Women’s issues were in the air at the time. The Royal Commission on the Status of Women was the first Royal Commission that was televised. The commissioners travelled across the country to meet women and the concerns of women were a popular topic of conversation. Greta read all the documents in the National Archives in Ottawa. “At that time, there were no words to describe sexual harassment,” she said. “When you can’t name something, it is not actionable.”
Shree spoke of the great changes in the world and in the field in just 50 years. “Women’s Studies is not completely focused on women now. There is a broader discussion and an emphasis on sexuality. There have been gains and losses.”
Shifting to greater inclusion
Alanna spoke to this shift and said that the wider field is more inclusive and includes gender, sexuality, diversity. “Oppressions are interlocked,” she said, adding later that social justice is the direction of the field.
The topics of discussion during the panel at Dawson included Women’s Studies in institutions, women’s groups, academics and activism, the influence of students, and unpaid work by women.
Greta cautioned that “we cannot let go of women who see themselves as ordinary women. They are violated in many ways, murdered, excluded. A big insight of feminism is that there is no ordinary woman, although huge numbers of women perceive themselves as ordinary women. Misogyny has an impact on everyone.”

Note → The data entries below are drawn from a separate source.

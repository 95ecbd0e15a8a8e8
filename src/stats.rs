//! Numeric helpers shared by the aggregation catalog
//!
//! Every statistic that is undefined for short input returns `None` rather
//! than NaN: mean needs at least one value, sample std-dev and correlation
//! need at least two. Callers render `None` as "N/A".

use serde::Serialize;

pub fn mean(values: &[f64]) -> Option<f64> {
    if values.is_empty() {
        return None;
    }
    Some(values.iter().sum::<f64>() / values.len() as f64)
}

pub fn median(values: &[f64]) -> Option<f64> {
    quantile(values, 0.5)
}

/// Linearly interpolated quantile, `q` in [0, 1]
pub fn quantile(values: &[f64], q: f64) -> Option<f64> {
    if values.is_empty() {
        return None;
    }
    let mut sorted = values.to_vec();
    sorted.sort_by(|a, b| a.partial_cmp(b).unwrap_or(std::cmp::Ordering::Equal));
    let pos = q * (sorted.len() - 1) as f64;
    let lo = pos.floor() as usize;
    let hi = pos.ceil() as usize;
    if lo == hi {
        return Some(sorted[lo]);
    }
    let frac = pos - lo as f64;
    Some(sorted[lo] + (sorted[hi] - sorted[lo]) * frac)
}

/// Sample standard deviation (n - 1 denominator); undefined below two values
pub fn std_dev(values: &[f64]) -> Option<f64> {
    if values.len() < 2 {
        return None;
    }
    let m = mean(values)?;
    let var = values.iter().map(|v| (v - m).powi(2)).sum::<f64>() / (values.len() - 1) as f64;
    Some(var.sqrt())
}

/// Pearson correlation; undefined below two pairs or when either side has
/// zero variance
pub fn pearson(xs: &[f64], ys: &[f64]) -> Option<f64> {
    if xs.len() != ys.len() || xs.len() < 2 {
        return None;
    }
    let n = xs.len() as f64;
    let mx = xs.iter().sum::<f64>() / n;
    let my = ys.iter().sum::<f64>() / n;
    let mut cov = 0.0;
    let mut vx = 0.0;
    let mut vy = 0.0;
    for (x, y) in xs.iter().zip(ys) {
        cov += (x - mx) * (y - my);
        vx += (x - mx).powi(2);
        vy += (y - my).powi(2);
    }
    if vx == 0.0 || vy == 0.0 {
        return None;
    }
    Some(cov / (vx.sqrt() * vy.sqrt()))
}

/// Eight-number summary in the shape of pandas `describe()`
#[derive(Debug, Clone, Serialize)]
pub struct Describe {
    pub count: usize,
    pub mean: Option<f64>,
    pub std: Option<f64>,
    pub min: Option<f64>,
    pub q1: Option<f64>,
    pub median: Option<f64>,
    pub q3: Option<f64>,
    pub max: Option<f64>,
}

pub fn describe(values: &[f64]) -> Describe {
    Describe {
        count: values.len(),
        mean: mean(values),
        std: std_dev(values),
        min: values.iter().copied().reduce(f64::min),
        q1: quantile(values, 0.25),
        median: quantile(values, 0.5),
        q3: quantile(values, 0.75),
        max: values.iter().copied().reduce(f64::max),
    }
}

#[cfg(test)]
mod tests {
    use super::*;

    #[test]
    fn test_mean_and_median() {
        let vals = [5.0, 6.0, 10.0, 20.0, 4.0];
        assert_eq!(mean(&vals), Some(9.0));
        assert_eq!(median(&vals), Some(6.0));
    }

    #[test]
    fn test_median_even_count_interpolates() {
        assert_eq!(median(&[1.0, 2.0, 3.0, 4.0]), Some(2.5));
    }

    #[test]
    fn test_empty_input_is_none_not_nan() {
        assert_eq!(mean(&[]), None);
        assert_eq!(median(&[]), None);
        assert_eq!(std_dev(&[]), None);
    }

    #[test]
    fn test_std_dev_single_value_undefined() {
        assert_eq!(std_dev(&[7.0]), None);
        let sd = std_dev(&[2.0, 4.0, 4.0, 4.0, 5.0, 5.0, 7.0, 9.0]).unwrap();
        assert!((sd - 2.138).abs() < 0.01);
    }

    #[test]
    fn test_pearson_bounds_and_symmetry() {
        let x = [1.0, 2.0, 3.0, 4.0];
        let y = [10.0, 8.0, 7.0, 3.0];
        let r = pearson(&x, &y).unwrap();
        assert!((-1.0..=1.0).contains(&r));
        assert!(r < 0.0);
        let r2 = pearson(&y, &x).unwrap();
        assert!((r - r2).abs() < 1e-12);
    }

    #[test]
    fn test_pearson_undefined_cases() {
        assert_eq!(pearson(&[1.0], &[2.0]), None);
        // zero variance on one side
        assert_eq!(pearson(&[1.0, 1.0, 1.0], &[2.0, 3.0, 4.0]), None);
    }

    #[test]
    fn test_describe_quartiles() {
        let d = describe(&[1.0, 2.0, 3.0, 4.0, 5.0]);
        assert_eq!(d.count, 5);
        assert_eq!(d.q1, Some(2.0));
        assert_eq!(d.median, Some(3.0));
        assert_eq!(d.q3, Some(4.0));
        assert_eq!(d.min, Some(1.0));
        assert_eq!(d.max, Some(5.0));
    }
}
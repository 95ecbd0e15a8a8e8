//! Brazilian state name mapping for display
//! Maps UF codes to full federative unit names

use std::collections::HashMap;
use std::sync::LazyLock;

pub static STATE_NAMES: LazyLock<HashMap<&'static str, &'static str>> = LazyLock::new(|| {
    let mut m = HashMap::new();

    // Southeast
    m.insert("SP", "São Paulo");
    m.insert("RJ", "Rio de Janeiro");
    m.insert("MG", "Minas Gerais");
    m.insert("ES", "Espírito Santo");

    // South
    m.insert("PR", "Paraná");
    m.insert("SC", "Santa Catarina");
    m.insert("RS", "Rio Grande do Sul");

    // Central-West
    m.insert("DF", "Distrito Federal");
    m.insert("GO", "Goiás");
    m.insert("MT", "Mato Grosso");
    m.insert("MS", "Mato Grosso do Sul");

    // Northeast
    m.insert("BA", "Bahia");
    m.insert("PE", "Pernambuco");
    m.insert("CE", "Ceará");
    m.insert("MA", "Maranhão");
    m.insert("PB", "Paraíba");
    m.insert("RN", "Rio Grande do Norte");
    m.insert("AL", "Alagoas");
    m.insert("SE", "Sergipe");
    m.insert("PI", "Piauí");

    // North
    m.insert("PA", "Pará");
    m.insert("AM", "Amazonas");
    m.insert("TO", "Tocantins");
    m.insert("RO", "Rondônia");
    m.insert("AC", "Acre");
    m.insert("AP", "Amapá");
    m.insert("RR", "Roraima");

    m
});

/// Full state name, or the code itself for anything unknown
pub fn get_state_name(code: &str) -> &str {
    STATE_NAMES.get(code).copied().unwrap_or(code)
}

#[cfg(test)]
mod tests {
    use super::*;

    #[test]
    fn test_known_state() {
        assert_eq!(get_state_name("SP"), "São Paulo");
        assert_eq!(get_state_name("RS"), "Rio Grande do Sul");
    }

    #[test]
    fn test_unknown_state_falls_back_to_code() {
        assert_eq!(get_state_name("XX"), "XX");
    }

    #[test]
    fn test_covers_all_27_units() {
        assert_eq!(STATE_NAMES.len(), 27);
    }
}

Why pursue Women’s Studies?
A student at the panel discussion mentioned that her parents wondered why she wants to pursue Women’s Studies. The answers came from the panel: “it is interdisciplinary, offers so many perspectives, and the knowledge one gains is rich and varied. You will learn to stand your ground and really understand the way the world works.”
According to Greta, the biggest challenge for feminism today is that the patriarchy is still alive and well. “We need to have patience and strategy,” Greta insisted. “Feminism is not an event; it is a process. There is much work to be done and an enormous amount of organization to do.”
*Background on the Royal Commission on the Status of Women from the Canadian Encyclopedia: “The commission attracted considerable interest, reviewing 468 briefs and receiving over 1,000 letters of opinion and additional testimony, all of which confirmed the widespread problems faced by women in Canadian society.
“The commission’s 488-page report contained 167 recommendations to the federal government on such issues as pay equity, the establishment of a maternity leave program and national child care policy, birth control and abortion rights, family law reform, education and women’s access to managerial positions, part-time work and alimony. A large section also addressed issues specific to Aboriginal women and the Indian Act. All of these recommendations were based on the core principle that equality between men and women in Canada was possible, desirable and ethically necessary.”